= Beginning of Section =
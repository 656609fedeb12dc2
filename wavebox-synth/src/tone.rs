//! Tone voices and the tone pool
//!
//! A tone is one sounding voice: the union of every kernel's oscillator
//! state plus the per-tick parameter targets the scheduler computes for it.
//! Tones are pooled; starting a note reuses a previously released tone's
//! allocation (pin buffer, filter vector, string delay lines), so steady
//! state rendering performs no heap allocation.

use wavebox_song::{FilterCoefficients, MAX_CHORD_PITCHES, MAX_FILTER_POINTS, NotePin};

use crate::filtering::DynamicBiquadFilter;
use crate::kernels::string::PickedString;

/// Lifecycle: a pooled tone is invisible; an active tone tracks a note; a
/// released tone fades out for its instrument's fade-out duration and then
/// returns to the pool.
#[derive(Debug, Clone)]
pub struct Tone {
    pub channel: usize,
    pub instrument_index: usize,

    /// Chord pitches this tone voices
    pub pitches: [i32; MAX_CHORD_PITCHES],
    pub pitch_count: usize,
    /// Copy of the driving note's pins (reused buffer)
    pub pins: Vec<NotePin>,
    /// Note start/end in parts within the bar
    pub note_start: i32,
    pub note_end: i32,
    /// For strummed chords: which chord voice this tone is
    pub strum_voice: usize,

    pub ticks_alive: u32,
    pub seconds_alive: f64,
    pub released: bool,
    pub ticks_since_release: u32,
    /// Ticks of fade-out remaining once released
    pub release_ticks_total: u32,
    pub arpeggio_index: u32,
    /// Pitch this tone is sliding away from, and the tick the slide began
    pub slide_from: Option<(i32, u32)>,

    // Per-tick parameter targets (start, end), written by the scheduler and
    // interpolated per sample by the kernels
    pub expression: (f64, f64),
    /// Phase step per sample in wavetable cycles, one per unison voice
    pub phase_deltas: [(f64, f64); 2],
    pub pulse_width: (f64, f64),
    pub fm_phase_deltas: [(f64, f64); 4],
    pub fm_amplitudes: [(f64, f64); 4],
    pub fm_feedback: (f64, f64),
    /// One-pole smoothing coefficient for the noise kernels
    pub noise_smoothing: (f64, f64),
    /// Loop damping for the picked string, 0..1 per sample
    pub string_damping: (f64, f64),
    /// Picked string loop gain, just below 1
    pub string_feedback: (f64, f64),
    /// Target delay-line period per string voice, in samples
    pub string_periods: [f64; 2],

    // Oscillator state, persisted across runs and across seamless handoffs
    pub phases: [f64; 2],
    pub fm_phases: [f64; 4],
    pub fm_prev_outputs: [f64; 4],
    pub noise_values: [f64; 2],
    pub strings: [PickedString; 2],
    pub note_filters: Vec<DynamicBiquadFilter>,
    pub note_filter_count: usize,
    /// Last tick's target coefficients, the start point of the next glide
    pub note_filter_targets: [FilterCoefficients; MAX_FILTER_POINTS],
}

impl Default for Tone {
    fn default() -> Self {
        Self {
            channel: 0,
            instrument_index: 0,
            pitches: [0; MAX_CHORD_PITCHES],
            pitch_count: 0,
            pins: Vec::new(),
            note_start: 0,
            note_end: 0,
            strum_voice: 0,
            ticks_alive: 0,
            seconds_alive: 0.0,
            released: false,
            ticks_since_release: 0,
            release_ticks_total: 0,
            arpeggio_index: 0,
            slide_from: None,
            expression: (0.0, 0.0),
            phase_deltas: [(0.0, 0.0); 2],
            pulse_width: (0.25, 0.25),
            fm_phase_deltas: [(0.0, 0.0); 4],
            fm_amplitudes: [(0.0, 0.0); 4],
            fm_feedback: (0.0, 0.0),
            noise_smoothing: (1.0, 1.0),
            string_damping: (0.5, 0.5),
            string_feedback: (0.99, 0.99),
            string_periods: [0.0; 2],
            phases: [0.0; 2],
            fm_phases: [0.0; 4],
            fm_prev_outputs: [0.0; 4],
            noise_values: [0.0; 2],
            strings: [PickedString::default(), PickedString::default()],
            note_filters: vec![DynamicBiquadFilter::new(); MAX_FILTER_POINTS],
            note_filter_count: 0,
            note_filter_targets: [FilterCoefficients::default(); MAX_FILTER_POINTS],
        }
    }
}

impl Tone {
    /// Prepare a pooled tone for a fresh note, clearing oscillator state but
    /// keeping allocations
    pub fn reset(&mut self, channel: usize, instrument_index: usize) {
        self.channel = channel;
        self.instrument_index = instrument_index;
        self.pitch_count = 0;
        self.pins.clear();
        self.strum_voice = 0;
        self.ticks_alive = 0;
        self.seconds_alive = 0.0;
        self.released = false;
        self.ticks_since_release = 0;
        self.release_ticks_total = 0;
        self.arpeggio_index = 0;
        self.slide_from = None;
        self.phases = [0.0; 2];
        self.fm_phases = [0.0; 4];
        self.fm_prev_outputs = [0.0; 4];
        self.noise_values = [0.0; 2];
        for string in &mut self.strings {
            string.clear();
        }
        for filter in &mut self.note_filters {
            filter.clear_state();
        }
        self.note_filter_count = 0;
        self.note_filter_targets = [FilterCoefficients::default(); MAX_FILTER_POINTS];
    }

    /// Seconds/beats clock advanced by the scheduler each tick
    pub fn advance_clock(&mut self, seconds_per_tick: f64) {
        self.ticks_alive += 1;
        self.seconds_alive += seconds_per_tick;
        if self.released {
            self.ticks_since_release += 1;
        }
    }

    /// Whether the fade-out has fully elapsed
    pub fn release_finished(&self) -> bool {
        self.released && self.ticks_since_release >= self.release_ticks_total
    }
}

/// Arena of tone voices with a free list
///
/// Indices stay stable for a tone's whole lifetime; the scheduler stores
/// them in per-instrument active/released lists.
#[derive(Debug, Default)]
pub struct TonePool {
    tones: Vec<Tone>,
    free: Vec<usize>,
}

impl TonePool {
    pub fn new() -> Self {
        Self::default()
    }

    /// Take a tone out of the pool, reusing a freed slot when available
    pub fn acquire(&mut self, channel: usize, instrument_index: usize) -> usize {
        let index = match self.free.pop() {
            Some(index) => index,
            None => {
                self.tones.push(Tone::default());
                self.tones.len() - 1
            }
        };
        self.tones[index].reset(channel, instrument_index);
        index
    }

    /// Return a tone to the pool
    pub fn release(&mut self, index: usize) {
        debug_assert!(!self.free.contains(&index));
        self.free.push(index);
    }

    pub fn get(&self, index: usize) -> &Tone {
        &self.tones[index]
    }

    pub fn get_mut(&mut self, index: usize) -> &mut Tone {
        &mut self.tones[index]
    }

    /// Total voices ever allocated
    pub fn capacity(&self) -> usize {
        self.tones.len()
    }

    /// Voices currently checked out
    pub fn live_count(&self) -> usize {
        self.tones.len() - self.free.len()
    }
}

#[cfg(test)]
mod tests {
    use super::*;

    #[test]
    fn test_pool_reuses_released_slots() {
        let mut pool = TonePool::new();
        let first: Vec<usize> = (0..4).map(|_| pool.acquire(0, 0)).collect();
        assert_eq!(pool.capacity(), 4);
        assert_eq!(pool.live_count(), 4);
        for &index in &first {
            pool.release(index);
        }
        assert_eq!(pool.live_count(), 0);
        for _ in 0..4 {
            pool.acquire(1, 0);
        }
        // No new allocations: every voice came from the free list
        assert_eq!(pool.capacity(), 4);
        assert_eq!(pool.live_count(), 4);
    }

    #[test]
    fn test_acquire_resets_state_but_keeps_buffers() {
        let mut pool = TonePool::new();
        let index = pool.acquire(0, 0);
        {
            let tone = pool.get_mut(index);
            tone.pins.push(wavebox_song::NotePin::new(0, 0, 3));
            tone.phases[0] = 0.7;
            tone.ticks_alive = 99;
        }
        pool.release(index);
        let again = pool.acquire(2, 1);
        assert_eq!(again, index);
        let tone = pool.get(again);
        assert_eq!(tone.channel, 2);
        assert!(tone.pins.is_empty());
        assert_eq!(tone.phases[0], 0.0);
        assert_eq!(tone.ticks_alive, 0);
    }

    #[test]
    fn test_release_clock() {
        let mut tone = Tone::default();
        tone.release_ticks_total = 3;
        tone.released = true;
        for _ in 0..3 {
            assert!(!tone.release_finished());
            tone.advance_clock(0.01);
        }
        assert!(tone.release_finished());
    }
}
= End of Section =
■ **Task brief**:
Search the entries for the word "false", then copy every line in which it is found.

■ **Task solution**:
            released: false,
        self.released = false;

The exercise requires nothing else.